Mycena renati
Cap: 10-32mm, campanulate, campanulate-expanded, finally convex, pruinose, glabrescent, shallowly sulcate, translucent-striate, dark reddish brown at first, becoming paler reddish brown to pinkish brown or pink, darker towards the centre. Gills: 16-26 reaching the stem, ascending, adnate with a short decurrent tooth, broad, intervenose with age; colour white, whitish, gray; concolorous edge which tends to turn reddish or violet-brown. Flesh: similar colour to cap with a brown hue. Stem: 1-2.5 mm x 15-65 mm, hollow, straight to curved, equal, terete, pruinose, glabrescent, uniformly bright yellow, turning brown from the base with age; the base covered with fine white fibrils. Smell indistinct to weakly nitrous. Spores: (4.5) 5-7 x (8) 9-12 (13) µm, Q = 1.4-1.8, Qav = 1.6, fairly broadly ellipsoid or pip-shaped, amyloid. Basidia: 25-34 x 8.5-10, clavate 4- spored. Cheilocystidia: 7-16 x 24-63 μm, fusiform, rarely lageniform (neck narrower than half the width of cell body) or clavate. Hyphae of the pileipellis: 2.5-12 µm wide, smooth or covered with coarse, rounded, mostly inflated excrescences 8-22.5 x 5.5-13.5 µm. Hyphae of the cortical layer of the stipe 2.5-3.5 µm wide, smooth or covered with scattered rounded warts, clamped, the terminal cells coarsely diverticulate. Clamp connections present in all tissues.

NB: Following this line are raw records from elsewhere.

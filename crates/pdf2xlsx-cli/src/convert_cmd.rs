use std::io;

use pdf2xlsx::{PathLayout, Strategy, TableSettings, convert};
use tracing::{debug, info};

use crate::cli::{Cli, TableStrategy};
use crate::page_range::parse_page_range;
use crate::prompt::ask_file_name;

pub fn run(cli: &Cli) -> Result<(), i32> {
    let file_name = match &cli.file {
        Some(name) => name.clone(),
        None => {
            let stdin = io::stdin();
            ask_file_name(&mut stdin.lock(), &mut io::stdout()).map_err(report)?
        }
    };

    let pages = cli
        .pages
        .as_deref()
        .map(parse_page_range)
        .transpose()
        .map_err(report)?;

    let config = PathLayout::new(&cli.input_dir, &cli.output_dir)
        .resolve(&file_name)
        .with_table_settings(build_settings(cli.strategy))
        .with_pages(pages);
    debug!(
        input = %config.input.display(),
        output = %config.output.display(),
        strategy = ?cli.strategy,
        "resolved run"
    );

    let summary = convert(&config).map_err(report)?;
    info!(
        pages = summary.pages,
        tables = summary.tables,
        rows = summary.output_rows,
        "conversion finished"
    );
    println!(
        "Converted PDF to Excel and saved: {}",
        summary.output.display()
    );
    Ok(())
}

fn build_settings(strategy: TableStrategy) -> TableSettings {
    let strategy = match strategy {
        TableStrategy::Lattice => Strategy::Lattice,
        TableStrategy::Stream => Strategy::Stream,
    };
    TableSettings {
        strategy,
        ..TableSettings::default()
    }
}

fn report(e: impl std::fmt::Display) -> i32 {
    eprintln!("Error: {e}");
    1
}
//! Cell values threaded through every pipeline stage.
//!
//! A table cell is either missing, a number, or text. The extractor only ever
//! produces [`CellValue::Absent`] and [`CellValue::Text`]; numbers appear once
//! a column has been coerced.

use std::fmt;

/// A numeric cell value.
#[derive(Debug, Clone, Copy, PartialEq)]
pub enum Number {
    /// A whole number.
    Int(i64),
    /// A floating-point number.
    Float(f64),
}

impl Number {
    /// Returns the value as `f64`, widening integers.
    pub fn as_f64(self) -> f64 {
        match self {
            Number::Int(i) => i as f64,
            Number::Float(f) => f,
        }
    }

    /// Returns `true` for [`Number::Float`].
    pub fn is_float(self) -> bool {
        matches!(self, Number::Float(_))
    }
}

impl fmt::Display for Number {
    fn fmt(&self, f: &mut fmt::Formatter<'_>) -> fmt::Result {
        match self {
            Number::Int(i) => write!(f, "{i}"),
            Number::Float(v) => f.write_str(&format_float(*v)),
        }
    }
}

/// A single table cell.
#[derive(Debug, Clone, PartialEq, Default)]
pub enum CellValue {
    /// No value (empty or merged-away cell, or padding).
    #[default]
    Absent,
    /// A numeric value.
    Number(Number),
    /// A text value.
    Text(String),
}

impl CellValue {
    /// Build a text cell.
    pub fn text(s: impl Into<String>) -> Self {
        CellValue::Text(s.into())
    }

    /// Returns `true` for [`CellValue::Absent`].
    pub fn is_absent(&self) -> bool {
        matches!(self, CellValue::Absent)
    }

    /// Returns the text of a [`CellValue::Text`] cell.
    pub fn as_text(&self) -> Option<&str> {
        match self {
            CellValue::Text(s) => Some(s),
            _ => None,
        }
    }

    /// Returns the number of a [`CellValue::Number`] cell.
    pub fn as_number(&self) -> Option<Number> {
        match self {
            CellValue::Number(n) => Some(*n),
            _ => None,
        }
    }
}

impl From<Option<String>> for CellValue {
    fn from(value: Option<String>) -> Self {
        value.map_or(CellValue::Absent, CellValue::Text)
    }
}

impl From<&str> for CellValue {
    fn from(value: &str) -> Self {
        CellValue::text(value)
    }
}

impl From<Number> for CellValue {
    fn from(value: Number) -> Self {
        CellValue::Number(value)
    }
}

impl fmt::Display for CellValue {
    fn fmt(&self, f: &mut fmt::Formatter<'_>) -> fmt::Result {
        match self {
            CellValue::Absent => Ok(()),
            CellValue::Number(n) => n.fmt(f),
            CellValue::Text(s) => f.write_str(s),
        }
    }
}

/// Error returned by [`parse_as_number`] for text that is not a number.
#[derive(Debug, Clone, PartialEq, Eq)]
pub struct NumberParseError {
    input: String,
}

impl NumberParseError {
    fn new(input: &str) -> Self {
        Self {
            input: input.to_string(),
        }
    }

    /// The text that failed to parse.
    pub fn input(&self) -> &str {
        &self.input
    }
}

impl fmt::Display for NumberParseError {
    fn fmt(&self, f: &mut fmt::Formatter<'_>) -> fmt::Result {
        write!(f, "cannot parse {:?} as a number", self.input)
    }
}

impl std::error::Error for NumberParseError {}

/// First code point of every run of ten decimal digits (general category
/// `Nd`, Unicode 15.0), ascending.
const DECIMAL_ZEROS: [u32; 68] = [
    0x0030, 0x0660, 0x06F0, 0x07C0, 0x0966, 0x09E6, 0x0A66, 0x0AE6,
    0x0B66, 0x0BE6, 0x0C66, 0x0CE6, 0x0D66, 0x0DE6, 0x0E50, 0x0ED0,
    0x0F20, 0x1040, 0x1090, 0x17E0, 0x1810, 0x1946, 0x19D0, 0x1A80,
    0x1A90, 0x1B50, 0x1BB0, 0x1C40, 0x1C50, 0xA620, 0xA8D0, 0xA900,
    0xA9D0, 0xA9F0, 0xAA50, 0xABF0, 0xFF10, 0x104A0, 0x10D30, 0x11066,
    0x110F0, 0x11136, 0x111D0, 0x112F0, 0x11450, 0x114D0, 0x11650, 0x116C0,
    0x11730, 0x118E0, 0x11950, 0x11C50, 0x11D50, 0x11DA0, 0x11F50, 0x16A60,
    0x16AC0, 0x16B50, 0x1D7CE, 0x1D7D8, 0x1D7E2, 0x1D7EC, 0x1D7F6, 0x1E140,
    0x1E2F0, 0x1E4F0, 0x1E950, 0x1FBF0,
];

/// Value of a decimal digit from any script.
fn decimal_digit(c: char) -> Option<u8> {
    if c.is_ascii_digit() {
        return Some(c as u8 - b'0');
    }
    let cp = c as u32;
    let run = DECIMAL_ZEROS.partition_point(|&zero| zero <= cp).checked_sub(1)?;
    let offset = cp - DECIMAL_ZEROS[run];
    (offset < 10).then_some(offset as u8)
}

/// Rewrite a numeral into the ASCII form Rust's number parsers accept.
///
/// Decimal digits of any script (`"１２"`, `"٣"`) become ASCII digits and
/// single underscores between two digits are dropped (`"1_000"`). Returns
/// `None` when an underscore is not surrounded by digits. Everything else is
/// copied unchanged for the parser to judge.
pub fn ascii_numeral(text: &str) -> Option<String> {
    let chars: Vec<char> = text.chars().collect();
    let mut out = String::with_capacity(text.len());
    for (i, &c) in chars.iter().enumerate() {
        if c == '_' {
            let before = i.checked_sub(1).and_then(|j| chars.get(j));
            let after = chars.get(i + 1);
            let between_digits = before.and_then(|&b| decimal_digit(b)).is_some()
                && after.and_then(|&a| decimal_digit(a)).is_some();
            if !between_digits {
                return None;
            }
            continue;
        }
        match decimal_digit(c) {
            Some(d) => out.push(char::from(b'0' + d)),
            None => out.push(c),
        }
    }
    Some(out)
}

/// Parse text as an integer or, failing that, a float.
///
/// Surrounding whitespace is ignored. Digits go through [`ascii_numeral`].
/// Exponents and the special values `inf` and `nan` are accepted by the
/// float branch.
pub fn parse_as_number(text: &str) -> Result<Number, NumberParseError> {
    let ascii = ascii_numeral(text.trim()).ok_or_else(|| NumberParseError::new(text))?;
    if let Ok(i) = ascii.parse::<i64>() {
        return Ok(Number::Int(i));
    }
    ascii
        .parse::<f64>()
        .map(Number::Float)
        .map_err(|_| NumberParseError::new(text))
}

/// Render a float in shortest round-trip form.
///
/// Positional notation is used for decimal exponents in `-4..16`, always with
/// a fractional part (`3.0`). Outside that range the output is scientific
/// with a signed, at least two-digit exponent (`1e+16`, `1.5e-05`).
pub fn format_float(value: f64) -> String {
    if value.is_nan() {
        return "nan".to_string();
    }
    if value.is_infinite() {
        return if value > 0.0 { "inf" } else { "-inf" }.to_string();
    }

    let sci = format!("{value:e}");
    let Some((mantissa, exp)) = sci.split_once('e') else {
        return sci;
    };
    let exp: i32 = exp.parse().unwrap_or(0);

    if (-4..16).contains(&exp) {
        let mut s = format!("{value}");
        if !s.contains('.') {
            s.push_str(".0");
        }
        s
    } else {
        let sign = if exp < 0 { '-' } else { '+' };
        format!("{mantissa}e{sign}{:02}", exp.abs())
    }
}

#[cfg(test)]
mod tests {
    use super::*;

    #[test]
    fn format_float_whole_number_keeps_fraction() {
        assert_eq!(format_float(3.0), "3.0");
        assert_eq!(format_float(-2.0), "-2.0");
    }

    #[test]
    fn format_float_shortest_digits() {
        assert_eq!(format_float(12.5), "12.5");
        assert_eq!(format_float(0.1), "0.1");
        assert_eq!(format_float(1.10), "1.1");
    }

    #[test]
    fn format_float_negative_zero() {
        assert_eq!(format_float(-0.0), "-0.0");
    }

    #[test]
    fn format_float_small_positional_boundary() {
        assert_eq!(format_float(0.0001), "0.0001");
        assert_eq!(format_float(0.00001), "1e-05");
        assert_eq!(format_float(0.000015), "1.5e-05");
    }

    #[test]
    fn format_float_large_positional_boundary() {
        assert_eq!(format_float(1e15), "1000000000000000.0");
        assert_eq!(format_float(1e16), "1e+16");
        assert_eq!(format_float(1.5e17), "1.5e+17");
        assert_eq!(format_float(1e100), "1e+100");
    }

    #[test]
    fn format_float_non_finite() {
        assert_eq!(format_float(f64::INFINITY), "inf");
        assert_eq!(format_float(f64::NEG_INFINITY), "-inf");
        assert_eq!(format_float(f64::NAN), "nan");
    }

    #[test]
    fn number_display() {
        assert_eq!(Number::Int(-42).to_string(), "-42");
        assert_eq!(Number::Float(2.5).to_string(), "2.5");
    }

    #[test]
    fn parse_as_number_prefers_int() {
        assert_eq!(parse_as_number("12"), Ok(Number::Int(12)));
        assert_eq!(parse_as_number("-7"), Ok(Number::Int(-7)));
    }

    #[test]
    fn parse_as_number_float_forms() {
        assert_eq!(parse_as_number("3.0"), Ok(Number::Float(3.0)));
        assert_eq!(parse_as_number("1e3"), Ok(Number::Float(1000.0)));
        assert!(matches!(parse_as_number("inf"), Ok(Number::Float(f)) if f.is_infinite()));
    }

    #[test]
    fn parse_as_number_trims_whitespace() {
        assert_eq!(parse_as_number("  5 "), Ok(Number::Int(5)));
    }

    #[test]
    fn parse_as_number_accepts_unicode_digits() {
        assert_eq!(parse_as_number("１２"), Ok(Number::Int(12)));
        assert_eq!(parse_as_number("３.５"), Ok(Number::Float(3.5)));
        assert_eq!(parse_as_number("٣"), Ok(Number::Int(3)));
        assert_eq!(parse_as_number("-１"), Ok(Number::Int(-1)));
    }

    #[test]
    fn parse_as_number_underscores_between_digits() {
        assert_eq!(parse_as_number("1_000"), Ok(Number::Int(1000)));
        assert_eq!(parse_as_number("1_000.2_5"), Ok(Number::Float(1000.25)));
        assert!(parse_as_number("_1").is_err());
        assert!(parse_as_number("1_").is_err());
        assert!(parse_as_number("1__0").is_err());
        assert!(parse_as_number("1_.5").is_err());
    }

    #[test]
    fn ascii_numeral_rewrites_digits_only() {
        assert_eq!(ascii_numeral("１２３").as_deref(), Some("123"));
        assert_eq!(ascii_numeral("𝟗").as_deref(), Some("9"));
        // full-width punctuation and non-decimal numerals are left alone
        assert_eq!(ascii_numeral("３．５").as_deref(), Some("3．5"));
        assert_eq!(ascii_numeral("²").as_deref(), Some("²"));
        assert_eq!(ascii_numeral("abc").as_deref(), Some("abc"));
    }

    #[test]
    fn decimal_digit_table_bounds() {
        assert_eq!(decimal_digit('0'), Some(0));
        assert_eq!(decimal_digit('\u{FF19}'), Some(9));
        assert_eq!(decimal_digit('\u{FF1A}'), None);
        assert_eq!(decimal_digit('\u{1FBF9}'), Some(9));
        assert_eq!(decimal_digit('a'), None);
        assert_eq!(decimal_digit('\u{002F}'), None);
    }

    #[test]
    fn parse_as_number_rejects_text() {
        let err = parse_as_number("foo").unwrap_err();
        assert_eq!(err.input(), "foo");
        assert_eq!(err.to_string(), "cannot parse \"foo\" as a number");
        assert!(parse_as_number("").is_err());
        assert!(parse_as_number("1, 2").is_err());
    }

    #[test]
    fn cell_value_from_option() {
        assert_eq!(CellValue::from(None::<String>), CellValue::Absent);
        assert_eq!(
            CellValue::from(Some("x".to_string())),
            CellValue::Text("x".to_string())
        );
    }

    #[test]
    fn cell_value_accessors() {
        assert!(CellValue::Absent.is_absent());
        assert_eq!(CellValue::text("a").as_text(), Some("a"));
        assert_eq!(CellValue::Absent.as_text(), None);
        assert_eq!(
            CellValue::Number(Number::Int(1)).as_number(),
            Some(Number::Int(1))
        );
    }

    #[test]
    fn cell_value_display() {
        assert_eq!(CellValue::Absent.to_string(), "");
        assert_eq!(CellValue::text("abc").to_string(), "abc");
        assert_eq!(CellValue::Number(Number::Float(4.0)).to_string(), "4.0");
    }
}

Map of known distribution in Great Britain and Ireland.
Description adapted from: A. Aronsen A Key to the Mycena of Norway 2016 and G. Robich Mycena d'Europa Volume: 1 2003
The combination of a pinkish cap and yellow stem is not found in any other British Mycena species.
In GB&I it has only been recorded from sites in England (VC66 Durham, VC64 Mid-west Yorkshire, VC62 North-east Yorkshire, VC54 North Lincolnshire, VC 8 South Wiltshire and VC13 West Sussex).
Found in small groups or fasciculate (many fruitbodies emerging from the same place) on the decaying wood of deciduous trees, including: Fagus (beech) Quercus (oak), Fraxinus (ash), Alnus (alder) and Corylus (hazel).